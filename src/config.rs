//! Configuration options for the DevScore client

use url::Url;

use crate::error::Error;

/// Scope the identity endpoint needs to read the signed-in user's profile
pub const READ_USER_SCOPE: &str = "read:user";

const DEFAULT_AUTHORIZE_URL: &str = "https://github.com/login/oauth/authorize";
const DEFAULT_API_URL: &str = "https://api.github.com";
const DEFAULT_USER_AGENT: &str = concat!("devscore/", env!("CARGO_PKG_VERSION"));
const CALLBACK_PATH: &str = "auth/callback";

/// Configuration for the session manager and profile views.
///
/// Required values are constructor parameters and are validated up front, so
/// an empty client id never turns into a broken authorization URL later.
#[derive(Debug, Clone)]
pub struct Config {
    /// GitHub OAuth app client id
    client_id: String,

    /// Base URL of the token-exchange relay
    worker_url: Url,

    /// Base URL of this application (callback and home derive from it)
    app_url: Url,

    /// GitHub authorization endpoint
    authorize_url: Url,

    /// GitHub REST API base
    api_url: Url,

    /// Wallet lookup service base, if any
    wallet_api_url: Option<Url>,

    /// Requested OAuth scope
    scope: String,

    /// User-Agent sent to GitHub
    user_agent: String,
}

impl Config {
    /// Create a validated configuration
    ///
    /// # Errors
    ///
    /// Returns [`Error::Config`] if the client id is blank or a URL is not http(s).
    pub fn new(client_id: impl Into<String>, worker_url: &str, app_url: &str) -> Result<Self, Error> {
        let client_id = client_id.into();
        if client_id.trim().is_empty() {
            return Err(Error::config("GitHub client id must not be empty"));
        }

        Ok(Self {
            client_id,
            worker_url: parse_base_url("worker URL", worker_url)?,
            app_url: parse_base_url("app URL", app_url)?,
            authorize_url: Url::parse(DEFAULT_AUTHORIZE_URL)?,
            api_url: Url::parse(DEFAULT_API_URL)?,
            wallet_api_url: None,
            scope: READ_USER_SCOPE.to_string(),
            user_agent: DEFAULT_USER_AGENT.to_string(),
        })
    }

    /// Create a configuration from environment variables.
    ///
    /// # Required env vars
    /// - `GITHUB_CLIENT_ID`
    /// - `AUTH_WORKER_URL`
    /// - `APP_URL`
    ///
    /// # Optional env vars
    /// - `GITHUB_AUTHORIZE_URL`
    /// - `GITHUB_API_URL`
    /// - `WALLET_API_URL`
    ///
    /// # Errors
    ///
    /// Returns [`Error::Config`] if a required variable is unset or any URL is invalid.
    pub fn from_env() -> Result<Self, Error> {
        let mut config = Self::new(
            required_env("GITHUB_CLIENT_ID")?,
            &required_env("AUTH_WORKER_URL")?,
            &required_env("APP_URL")?,
        )?;

        if let Some(url) = optional_env("GITHUB_AUTHORIZE_URL") {
            config = config.with_authorize_url(&url)?;
        }
        if let Some(url) = optional_env("GITHUB_API_URL") {
            config = config.with_api_url(&url)?;
        }
        if let Some(url) = optional_env("WALLET_API_URL") {
            config = config.with_wallet_api_url(&url)?;
        }

        Ok(config)
    }

    /// Override the GitHub authorization endpoint
    pub fn with_authorize_url(mut self, url: &str) -> Result<Self, Error> {
        self.authorize_url = parse_http_url("authorize URL", url)?;
        Ok(self)
    }

    /// Override the GitHub API base (GitHub Enterprise, tests)
    pub fn with_api_url(mut self, url: &str) -> Result<Self, Error> {
        self.api_url = parse_base_url("API URL", url)?;
        Ok(self)
    }

    /// Set the wallet lookup service base
    pub fn with_wallet_api_url(mut self, url: &str) -> Result<Self, Error> {
        self.wallet_api_url = Some(parse_base_url("wallet API URL", url)?);
        Ok(self)
    }

    /// Override the requested scope
    pub fn with_scope(mut self, scope: &str) -> Self {
        self.scope = scope.to_string();
        self
    }

    /// Override the User-Agent sent to GitHub
    pub fn with_user_agent(mut self, user_agent: &str) -> Self {
        self.user_agent = user_agent.to_string();
        self
    }

    pub fn client_id(&self) -> &str {
        &self.client_id
    }

    pub fn worker_url(&self) -> &Url {
        &self.worker_url
    }

    pub fn app_url(&self) -> &Url {
        &self.app_url
    }

    pub fn authorize_url(&self) -> &Url {
        &self.authorize_url
    }

    pub fn api_url(&self) -> &Url {
        &self.api_url
    }

    pub fn wallet_api_url(&self) -> Option<&Url> {
        self.wallet_api_url.as_ref()
    }

    pub fn scope(&self) -> &str {
        &self.scope
    }

    pub fn user_agent(&self) -> &str {
        &self.user_agent
    }

    /// OAuth callback location handled by this application
    pub fn redirect_uri(&self) -> Result<Url, Error> {
        Ok(self.app_url.join(CALLBACK_PATH)?)
    }

    /// Where the application lands after a completed sign-in
    pub fn home_url(&self) -> Url {
        let mut home = self.app_url.clone();
        home.set_query(None);
        home.set_fragment(None);
        home
    }
}

fn required_env(name: &str) -> Result<String, Error> {
    optional_env(name).ok_or_else(|| Error::config(format!("{} is required", name)))
}

fn optional_env(name: &str) -> Option<String> {
    std::env::var(name).ok().filter(|value| !value.trim().is_empty())
}

fn parse_http_url(what: &str, raw: &str) -> Result<Url, Error> {
    let url = Url::parse(raw.trim()).map_err(|e| Error::config(format!("{}: {}", what, e)))?;
    match url.scheme() {
        "http" | "https" => Ok(url),
        other => Err(Error::config(format!(
            "{}: unsupported scheme `{}`",
            what, other
        ))),
    }
}

/// Parses a base URL and makes sure it ends with `/` so `join` appends instead of replacing.
fn parse_base_url(what: &str, raw: &str) -> Result<Url, Error> {
    let mut url = parse_http_url(what, raw)?;
    if !url.path().ends_with('/') {
        let path = format!("{}/", url.path());
        url.set_path(&path);
    }
    Ok(url)
}

#[cfg(test)]
mod tests {
    use super::*;

    #[test]
    fn test_new_rejects_empty_client_id() {
        let result = Config::new("  ", "https://worker.example.com", "https://app.example.com");
        assert!(matches!(result, Err(Error::Config(_))));
    }

    #[test]
    fn test_new_rejects_non_http_urls() {
        let result = Config::new("client", "ftp://worker.example.com", "https://app.example.com");
        assert!(matches!(result, Err(Error::Config(_))));

        let result = Config::new("client", "https://worker.example.com", "not a url");
        assert!(matches!(result, Err(Error::Config(_))));
    }

    #[test]
    fn test_derived_urls() {
        let config =
            Config::new("client", "https://worker.example.com", "https://app.example.com/devscore")
                .unwrap();

        assert_eq!(
            config.redirect_uri().unwrap().as_str(),
            "https://app.example.com/devscore/auth/callback"
        );
        assert_eq!(config.home_url().as_str(), "https://app.example.com/devscore/");
        assert_eq!(config.worker_url().as_str(), "https://worker.example.com/");
        assert_eq!(config.scope(), READ_USER_SCOPE);
        assert_eq!(config.api_url().as_str(), "https://api.github.com/");
    }

    #[test]
    fn test_overrides() {
        let config = Config::new("client", "https://worker.example.com", "https://app.example.com")
            .unwrap()
            .with_api_url("http://localhost:9000/api")
            .unwrap()
            .with_wallet_api_url("http://localhost:9001")
            .unwrap()
            .with_scope("read:user user:email");

        assert_eq!(config.api_url().as_str(), "http://localhost:9000/api/");
        assert_eq!(
            config.wallet_api_url().map(Url::as_str),
            Some("http://localhost:9001/")
        );
        assert_eq!(config.scope(), "read:user user:email");
    }
}
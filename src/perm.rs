use crate::error::ModeError;
use std::fmt;
use std::str::FromStr;

/// Read, write and execute rights of one class of user.
#[derive(Debug, Clone, Copy, PartialEq, Eq, Default)]
pub struct Permission {
    pub read: bool,
    pub write: bool,
    pub execute: bool,
}

impl Permission {
    /// Builds a permission from one octal digit. Only the low three bits are looked at.
    pub fn from_digit(d: u32) -> Permission {
        Permission {
            read: d & 0o4 != 0,
            write: d & 0o2 != 0,
            execute: d & 0o1 != 0,
        }
    }

    pub fn octal(&self) -> u32 {
        let mut v = 0;
        if self.read {
            v += 4;
        }
        if self.write {
            v += 2;
        }
        if self.execute {
            v += 1;
        }
        v
    }

    pub fn union(self, other: Permission) -> Permission {
        Permission {
            read: self.read || other.read,
            write: self.write || other.write,
            execute: self.execute || other.execute,
        }
    }
}

// absent bits are left out, not padded with '-'
impl fmt::Display for Permission {
    fn fmt(&self, f: &mut fmt::Formatter) -> fmt::Result {
        if self.read {
            write!(f, "r")?;
        }
        if self.write {
            write!(f, "w")?;
        }
        if self.execute {
            write!(f, "x")?;
        }
        Ok(())
    }
}

/// Owner, group and everyone permissions of one filesystem entity.
#[derive(Debug, Clone, Copy, PartialEq, Eq, Default)]
pub struct PermissionSet {
    pub owner: Permission,
    pub group: Permission,
    pub everyone: Permission,
}

impl PermissionSet {
    pub fn from_digits(digits: [u32; 3]) -> PermissionSet {
        PermissionSet {
            owner: Permission::from_digit(digits[0]),
            group: Permission::from_digit(digits[1]),
            everyone: Permission::from_digit(digits[2]),
        }
    }

    /// Decodes the nine permission bits of a raw `st_mode`. File type and
    /// setuid/setgid/sticky bits are dropped.
    pub fn from_mode(mode: u32) -> PermissionSet {
        PermissionSet::from_digits([(mode >> 6) & 0o7, (mode >> 3) & 0o7, mode & 0o7])
    }

    /// Bitwise OR of both sets. The result never lacks a bit either side has.
    pub fn union(self, other: PermissionSet) -> PermissionSet {
        PermissionSet {
            owner: self.owner.union(other.owner),
            group: self.group.union(other.group),
            everyone: self.everyone.union(other.everyone),
        }
    }

    /// Numeric mode with the directory flag in the fourth octal digit.
    ///
    /// The flag occupies the sticky bit's position, so mask with `0o777`
    /// before handing the value to `chmod`.
    pub fn encode(&self, is_dir: bool) -> u32 {
        let dir_bit = if is_dir { 1 } else { 0 };

        dir_bit << 9 | self.owner.octal() << 6 | self.group.octal() << 3 | self.everyone.octal()
    }

    /// `encode` rendered as exactly four octal digits, e.g. `1755` or `0644`.
    pub fn octal_string(&self, is_dir: bool) -> String {
        format!("{:04o}", self.encode(is_dir))
    }
}

impl fmt::Display for PermissionSet {
    fn fmt(&self, f: &mut fmt::Formatter) -> fmt::Result {
        write!(f, "{} {} {}", self.owner, self.group, self.everyone)
    }
}

impl FromStr for PermissionSet {
    type Err = ModeError;

    fn from_str(s: &str) -> Result<PermissionSet, ModeError> {
        let count = s.chars().count();
        if count != 3 {
            return Err(ModeError::Length(count));
        }

        let mut digits = [0u32; 3];
        for (i, c) in s.chars().enumerate() {
            digits[i] = c.to_digit(8).ok_or(ModeError::Digit(c))?;
        }

        Ok(PermissionSet::from_digits(digits))
    }
}
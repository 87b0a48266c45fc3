use crate::error::CliError;
use crate::perm::PermissionSet;
use getopts::Options;
use std::path::PathBuf;

/// Validated invocation. Built once, never changed afterwards.
#[derive(Debug, Clone, PartialEq, Eq)]
pub struct Config {
    pub paths: Vec<PathBuf>,
    pub target: PermissionSet,
    pub dry_run: bool,
    pub verbose: bool,
}

#[derive(Debug, Clone, PartialEq, Eq)]
pub enum Invocation {
    Help(String),
    Run(Config),
}

fn options() -> Options {
    let mut opts = Options::new();
    opts.optflag("h", "help", "print this help menu");
    opts.optmulti(
        "p",
        "path",
        "file / directory for which permissions will be set (repeatable)",
        "PATH",
    );
    opts.optopt(
        "m",
        "mode",
        "3 digit octal representation of permissions to set",
        "MODE",
    );
    opts.optflag(
        "n",
        "dry-run",
        "print actions which would occur without executing them",
    );
    opts.optflag("v", "verbose", "also log entries which need no change");
    opts
}

pub fn usage(program: &str) -> String {
    let brief = format!(
        "Usage: {} --mode MODE --path PATH [--path PATH...]",
        program
    );
    options().usage(&brief)
}

/// Parses `args` without the program name.
pub fn parse_args(program: &str, args: &[String]) -> Result<Invocation, CliError> {
    let matches = options().parse(args)?;

    if matches.opt_present("h") {
        return Ok(Invocation::Help(usage(program)));
    }

    if let Some(arg) = matches.free.first() {
        return Err(CliError::Unexpected(arg.clone()));
    }

    let target: PermissionSet = match matches.opt_str("m") {
        Some(m) => m.parse()?,
        None => return Err(CliError::MissingMode),
    };

    let paths: Vec<PathBuf> = matches
        .opt_strs("p")
        .into_iter()
        .map(PathBuf::from)
        .collect();
    if paths.is_empty() {
        return Err(CliError::MissingPath);
    }
    if let Some(missing) = paths.iter().find(|p| !p.exists()) {
        return Err(CliError::NoSuchPath(missing.clone()));
    }

    Ok(Invocation::Run(Config {
        paths,
        target,
        dry_run: matches.opt_present("n"),
        verbose: matches.opt_present("v"),
    }))
}
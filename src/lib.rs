//! Raise the permission bits of files and directories to a minimum, never
//! lowering any bit that is already granted.

pub mod cli;
pub mod enforce;
pub mod error;
pub mod perm;
pub mod walk;

pub use enforce::{Change, Chmod, Enforcer, LogReport, Report, SetMode, Summary};
pub use error::{CliError, EnforceError, ModeError};
pub use perm::{Permission, PermissionSet};
pub use walk::{Entry, Traverse, Tree};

------------------------

_Problem to work on_
For the listing above, how many lines contain the word "None"? Respond with nothing but the number.

_Your response_
4